- Goal of the exercise: Needed from the data below: all lines that contain the word "crate".

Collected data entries
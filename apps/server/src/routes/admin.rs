//! Administrative API. Every handler takes the [`Admin`] extractor first, so
//! unauthenticated requests are rejected before any payload is read.

use actix_web::{HttpResponse, delete, get, post, put, web};
use tracing::info;
use webring::validation::{validate_new_member, validate_update};
use webring::{Member, MemberId, MemberUpdate, NewMember};

use crate::auth::Admin;
use crate::error::ApiError;
use crate::state::AppState;

macros_utils::routes! {
    route create_member,
    route force_recheck,
    route member_by_id,
    route disabled_members,
    route dead_end_members,
    route all_members,
    route enable_member,
    route disable_member,
    route update_member,
    route delete_member,
}

async fn find_member(state: &AppState, id: MemberId) -> Result<Member, ApiError> {
    state.store().find_by_id(id).await?.ok_or(ApiError::MemberNotFound(id))
}

/// Apply `update` to the stored member and persist it when something changed
async fn apply_update(state: &AppState, id: MemberId, update: &MemberUpdate) -> Result<Member, ApiError> {
    let mut member = find_member(state, id).await?;
    if update.apply(&mut member) {
        state.store().update(&member).await?;
        info!(id, domain = %member.domain, "Member updated");
    }
    Ok(member)
}

#[post("/sites")]
pub async fn create_member(
    _: Admin,
    state: web::Data<AppState>,
    body: web::Json<NewMember>,
) -> Result<HttpResponse, ApiError> {
    let member = body.into_inner();
    validate_new_member(&member)?;

    let created = state.store().create(member).await?;
    info!(id = created.id, domain = %created.domain, "Member added");
    Ok(HttpResponse::Created().json(created))
}

/// Run a check pass now, after any pass already in progress
#[post("/sites/force-recheck")]
pub async fn force_recheck(_: Admin, state: web::Data<AppState>) -> Result<HttpResponse, ApiError> {
    info!("Manual check run requested");
    let summary = state.monitor.run_check().await?;
    Ok(HttpResponse::Ok().json(summary))
}

#[get("/sites/id/{id}")]
pub async fn member_by_id(
    _: Admin,
    state: web::Data<AppState>,
    id: web::Path<MemberId>,
) -> Result<HttpResponse, ApiError> {
    Ok(HttpResponse::Ok().json(find_member(&state, *id).await?))
}

#[get("/sites/disabled")]
pub async fn disabled_members(_: Admin, state: web::Data<AppState>) -> Result<HttpResponse, ApiError> {
    Ok(HttpResponse::Ok().json(state.directory.list_by_status(|m| !m.enabled).await?))
}

#[get("/sites/all-dead-end")]
pub async fn dead_end_members(_: Admin, state: web::Data<AppState>) -> Result<HttpResponse, ApiError> {
    Ok(HttpResponse::Ok().json(state.directory.list_by_status(|m| m.dead_end).await?))
}

#[get("/sites/all-plus-disabled")]
pub async fn all_members(_: Admin, state: web::Data<AppState>) -> Result<HttpResponse, ApiError> {
    Ok(HttpResponse::Ok().json(state.directory.list_all().await?))
}

#[put("/sites/id/{id}/enable")]
pub async fn enable_member(
    _: Admin,
    state: web::Data<AppState>,
    id: web::Path<MemberId>,
) -> Result<HttpResponse, ApiError> {
    let member = apply_update(&state, *id, &MemberUpdate::set_enabled(true)).await?;
    Ok(HttpResponse::Ok().json(member))
}

#[put("/sites/id/{id}/disable")]
pub async fn disable_member(
    _: Admin,
    state: web::Data<AppState>,
    id: web::Path<MemberId>,
) -> Result<HttpResponse, ApiError> {
    let member = apply_update(&state, *id, &MemberUpdate::set_enabled(false)).await?;
    Ok(HttpResponse::Ok().json(member))
}

#[put("/sites/id/{id}/update")]
pub async fn update_member(
    _: Admin,
    state: web::Data<AppState>,
    id: web::Path<MemberId>,
    body: web::Json<MemberUpdate>,
) -> Result<HttpResponse, ApiError> {
    validate_update(&body)?;
    let member = apply_update(&state, *id, &body).await?;
    Ok(HttpResponse::Ok().json(member))
}

#[delete("/sites/id/{id}")]
pub async fn delete_member(
    _: Admin,
    state: web::Data<AppState>,
    id: web::Path<MemberId>,
) -> Result<HttpResponse, ApiError> {
    let id = id.into_inner();
    if !state.store().delete(id).await? {
        return Err(ApiError::MemberNotFound(id));
    }

    info!(id, "Member removed");
    Ok(HttpResponse::NoContent().finish())
}
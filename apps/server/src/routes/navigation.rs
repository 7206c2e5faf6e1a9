//! Public ring navigation: the current ring, neighbour lookups and the
//! redirects member sites link to.

use actix_web::http::header::{CACHE_CONTROL, LOCATION, PRAGMA};
use actix_web::{HttpResponse, get, web};
use serde::Deserialize;
use webring::Member;

use crate::error::ApiError;
use crate::state::AppState;

macros_utils::routes! {
    route ring_index,
    route next_redirect,
    route prev_redirect,
    route next_member,
    route prev_member,
}

#[derive(Debug, Deserialize)]
pub struct SourceQuery {
    source: Option<String>,
}

impl SourceQuery {
    fn source(&self) -> Result<&str, ApiError> {
        self.source
            .as_deref()
            .map(str::trim)
            .filter(|source| !source.is_empty())
            .ok_or(ApiError::MissingParameter("source"))
    }
}

/// Neighbours change as members join, leave or go dead, so never let a
/// browser or proxy cache the hop
fn redirect_to(member: &Member) -> HttpResponse {
    HttpResponse::TemporaryRedirect()
        .insert_header((LOCATION, member.url()))
        .insert_header((CACHE_CONTROL, "no-cache, no-store, must-revalidate"))
        .insert_header((PRAGMA, "no-cache"))
        .finish()
}

/// Eligible members in ring order
#[get("/")]
pub async fn ring_index(state: web::Data<AppState>) -> Result<HttpResponse, ApiError> {
    Ok(HttpResponse::Ok().json(state.directory.list_eligible().await?))
}

#[get("/next")]
pub async fn next_redirect(
    state: web::Data<AppState>,
    query: web::Query<SourceQuery>,
) -> Result<HttpResponse, ApiError> {
    let member = state.directory.next(query.source()?).await?;
    Ok(redirect_to(&member))
}

#[get("/prev")]
pub async fn prev_redirect(
    state: web::Data<AppState>,
    query: web::Query<SourceQuery>,
) -> Result<HttpResponse, ApiError> {
    let member = state.directory.previous(query.source()?).await?;
    Ok(redirect_to(&member))
}

#[get("/sites/next/{domain}")]
pub async fn next_member(
    state: web::Data<AppState>,
    domain: web::Path<String>,
) -> Result<HttpResponse, ApiError> {
    Ok(HttpResponse::Ok().json(state.directory.next(&domain).await?))
}

#[get("/sites/prev/{domain}")]
pub async fn prev_member(
    state: web::Data<AppState>,
    domain: web::Path<String>,
) -> Result<HttpResponse, ApiError> {
    Ok(HttpResponse::Ok().json(state.directory.previous(&domain).await?))
}
//! Storage collaborator for ring members.
//!
//! The ring logic never caches member state: every traversal and every check
//! run reads through a [`MemberStore`]. [`MemoryStore`] backs tests and
//! ephemeral deployments; persistent backends live with the binary.

use std::collections::BTreeMap;
use std::sync::atomic::{AtomicI64, Ordering};

use async_trait::async_trait;
use chrono::Utc;
use tokio::sync::RwLock;

use crate::error::StoreError;
use crate::member::{Member, MemberId, NewMember};

/// Storage trait for abstracting member persistence
#[async_trait]
pub trait MemberStore: Send + Sync {
    /// Insert a new member, assigning its id and creation time
    async fn create(&self, member: NewMember) -> Result<Member, StoreError>;

    /// Get a member by id
    async fn find_by_id(&self, id: MemberId) -> Result<Option<Member>, StoreError>;

    /// Get a member by domain
    async fn find_by_domain(&self, domain: &str) -> Result<Option<Member>, StoreError>;

    /// Get a member by display name
    async fn find_by_name(&self, name: &str) -> Result<Option<Member>, StoreError>;

    /// Persist the administrative fields of an existing member.
    /// `dead_end` is not written here, see [`MemberStore::set_dead_end`].
    async fn update(&self, member: &Member) -> Result<(), StoreError>;

    /// Atomically set the health flag of a single member, judged against its
    /// current stored state.
    ///
    /// The write only lands on an enabled member, and a checks-disabled member
    /// can only be cleared. Returns `false` when nothing was written, which
    /// includes a member deleted since it was read.
    async fn set_dead_end(&self, id: MemberId, dead_end: bool) -> Result<bool, StoreError>;

    /// Hard-delete a member, returning whether it existed
    async fn delete(&self, id: MemberId) -> Result<bool, StoreError>;

    /// All members in storage iteration order
    async fn list_all(&self) -> Result<Vec<Member>, StoreError>;

    /// Enabled members without a dead end, in any order
    async fn list_eligible(&self) -> Result<Vec<Member>, StoreError> {
        Ok(self.list_all().await?.into_iter().filter(Member::is_eligible).collect())
    }
}

/// In-memory member store
pub struct MemoryStore {
    members: RwLock<BTreeMap<MemberId, Member>>,
    next_id: AtomicI64,
}

impl Default for MemoryStore {
    fn default() -> Self {
        Self::new()
    }
}

impl MemoryStore {
    pub fn new() -> Self {
        Self { members: RwLock::new(BTreeMap::new()), next_id: AtomicI64::new(1) }
    }

    /// Insert a fully formed record, keeping its id and creation time
    pub async fn insert(&self, member: Member) -> Result<(), StoreError> {
        let mut members = self.members.write().await;
        ensure_unique(&members, &member)?;
        self.next_id.fetch_max(member.id + 1, Ordering::Relaxed);
        members.insert(member.id, member);
        Ok(())
    }
}

fn ensure_unique(members: &BTreeMap<MemberId, Member>, candidate: &Member) -> Result<(), StoreError> {
    for other in members.values().filter(|m| m.id != candidate.id) {
        if other.name == candidate.name {
            return Err(StoreError::Conflict { field: "name", value: candidate.name.clone() });
        }
        if other.domain == candidate.domain {
            return Err(StoreError::Conflict { field: "domain", value: candidate.domain.clone() });
        }
    }
    Ok(())
}

#[async_trait]
impl MemberStore for MemoryStore {
    async fn create(&self, member: NewMember) -> Result<Member, StoreError> {
        let mut members = self.members.write().await;
        let id = self.next_id.fetch_add(1, Ordering::Relaxed);
        let member = member.into_member(id, Utc::now());
        ensure_unique(&members, &member)?;
        members.insert(id, member.clone());
        Ok(member)
    }

    async fn find_by_id(&self, id: MemberId) -> Result<Option<Member>, StoreError> {
        Ok(self.members.read().await.get(&id).cloned())
    }

    async fn find_by_domain(&self, domain: &str) -> Result<Option<Member>, StoreError> {
        Ok(self.members.read().await.values().find(|m| m.domain == domain).cloned())
    }

    async fn find_by_name(&self, name: &str) -> Result<Option<Member>, StoreError> {
        Ok(self.members.read().await.values().find(|m| m.name == name).cloned())
    }

    async fn update(&self, member: &Member) -> Result<(), StoreError> {
        let mut members = self.members.write().await;
        ensure_unique(&members, member)?;
        let stored = members.get_mut(&member.id).ok_or(StoreError::NotFound)?;
        let dead_end = stored.dead_end;
        *stored = Member { dead_end, created_at: stored.created_at, ..member.clone() };
        // Unchecked members are pinned healthy
        if stored.checks_disabled {
            stored.dead_end = false;
        }
        Ok(())
    }

    async fn set_dead_end(&self, id: MemberId, dead_end: bool) -> Result<bool, StoreError> {
        let mut members = self.members.write().await;
        match members.get_mut(&id) {
            Some(stored) if stored.enabled && !(dead_end && stored.checks_disabled) => {
                stored.dead_end = dead_end;
                Ok(true)
            }
            _ => Ok(false),
        }
    }

    async fn delete(&self, id: MemberId) -> Result<bool, StoreError> {
        Ok(self.members.write().await.remove(&id).is_some())
    }

    async fn list_all(&self) -> Result<Vec<Member>, StoreError> {
        Ok(self.members.read().await.values().cloned().collect())
    }
}

#[cfg(test)]
mod tests {
    use super::*;

    #[tokio::test]
    async fn test_create_assigns_increasing_ids() {
        let store = MemoryStore::new();
        let a = store.create(NewMember::new("A", "a.example.com", "Alice")).await.unwrap();
        let b = store.create(NewMember::new("B", "b.example.com", "Bob")).await.unwrap();

        assert!(b.id > a.id);
        assert!(b.created_at >= a.created_at);
        assert!(!a.dead_end);
    }

    #[tokio::test]
    async fn test_duplicate_domain_is_a_conflict() {
        let store = MemoryStore::new();
        store.create(NewMember::new("A", "a.example.com", "Alice")).await.unwrap();

        let err = store.create(NewMember::new("Other", "a.example.com", "Eve")).await.unwrap_err();
        assert!(matches!(err, StoreError::Conflict { field: "domain", .. }));
    }

    #[tokio::test]
    async fn test_update_does_not_touch_dead_end() {
        let store = MemoryStore::new();
        let mut a = store.create(NewMember::new("A", "a.example.com", "Alice")).await.unwrap();
        store.set_dead_end(a.id, true).await.unwrap();

        a.author = "Alicia".to_string();
        a.dead_end = false;
        store.update(&a).await.unwrap();

        let stored = store.find_by_id(a.id).await.unwrap().unwrap();
        assert_eq!(stored.author, "Alicia");
        assert!(stored.dead_end);
    }

    #[tokio::test]
    async fn test_delete_is_hard_removal() {
        let store = MemoryStore::new();
        let a = store.create(NewMember::new("A", "a.example.com", "Alice")).await.unwrap();

        assert!(store.delete(a.id).await.unwrap());
        assert!(!store.delete(a.id).await.unwrap());
        assert!(store.find_by_domain("a.example.com").await.unwrap().is_none());
    }

    #[tokio::test]
    async fn test_set_dead_end_respects_current_state() {
        let store = MemoryStore::new();
        assert!(!store.set_dead_end(42, true).await.unwrap());

        let disabled = store.create(NewMember::new("D", "d.example.com", "Dee").disabled()).await.unwrap();
        assert!(!store.set_dead_end(disabled.id, true).await.unwrap());
        assert!(!store.find_by_id(disabled.id).await.unwrap().unwrap().dead_end);

        let unchecked = store.create(NewMember::new("U", "u.example.com", "Uma").without_checks()).await.unwrap();
        assert!(!store.set_dead_end(unchecked.id, true).await.unwrap());
        assert!(store.set_dead_end(unchecked.id, false).await.unwrap());
        assert!(!store.find_by_id(unchecked.id).await.unwrap().unwrap().dead_end);
    }
}
use std::sync::Arc;

use anyhow::Result;
use webring::{LinkVerifier, MemberDirectory, MemberStore, MemoryStore, RingMonitor};

use crate::config::Config;
use crate::database::{self, LibsqlStore};

/// Shared state handed to every actix worker
pub struct AppState {
    pub directory: MemberDirectory,
    pub monitor: Arc<RingMonitor>,
    pub api_token: String,
}

impl AppState {
    pub fn new(store: Arc<dyn MemberStore>, verifier: LinkVerifier, config: &Config) -> Self {
        let monitor = RingMonitor::new(store.clone(), Arc::new(verifier), config.checker.concurrency);
        Self {
            directory: MemberDirectory::new(store),
            monitor: Arc::new(monitor),
            api_token: config.admin.api_token.clone(),
        }
    }

    /// Build the production state: configured store and a real HTTP fetcher
    pub async fn from_config(config: &Config, in_memory: bool) -> Result<Self> {
        let store = open_store(config, in_memory).await?;
        let verifier = LinkVerifier::with_http(config.ring.clone(), &config.checker)?;
        Ok(Self::new(store, verifier, config))
    }

    pub fn store(&self) -> &Arc<dyn MemberStore> {
        self.directory.store()
    }
}

async fn open_store(config: &Config, in_memory: bool) -> Result<Arc<dyn MemberStore>> {
    if in_memory {
        tracing::warn!("Using in-memory storage, members are lost on exit");
        return Ok(Arc::new(MemoryStore::new()));
    }

    let pool = database::connect(&config.database).await?;
    Ok(Arc::new(LibsqlStore::new(pool)))
}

- Answer for this exercise:
use crate::auth::Admin;
use crate::error::ApiError;
use crate::state::AppState;
use crate::error::ApiError;
use crate::state::AppState;
use crate::error::StoreError;
use crate::member::{Member, MemberId, NewMember};
use crate::config::Config;
use crate::database::{self, LibsqlStore};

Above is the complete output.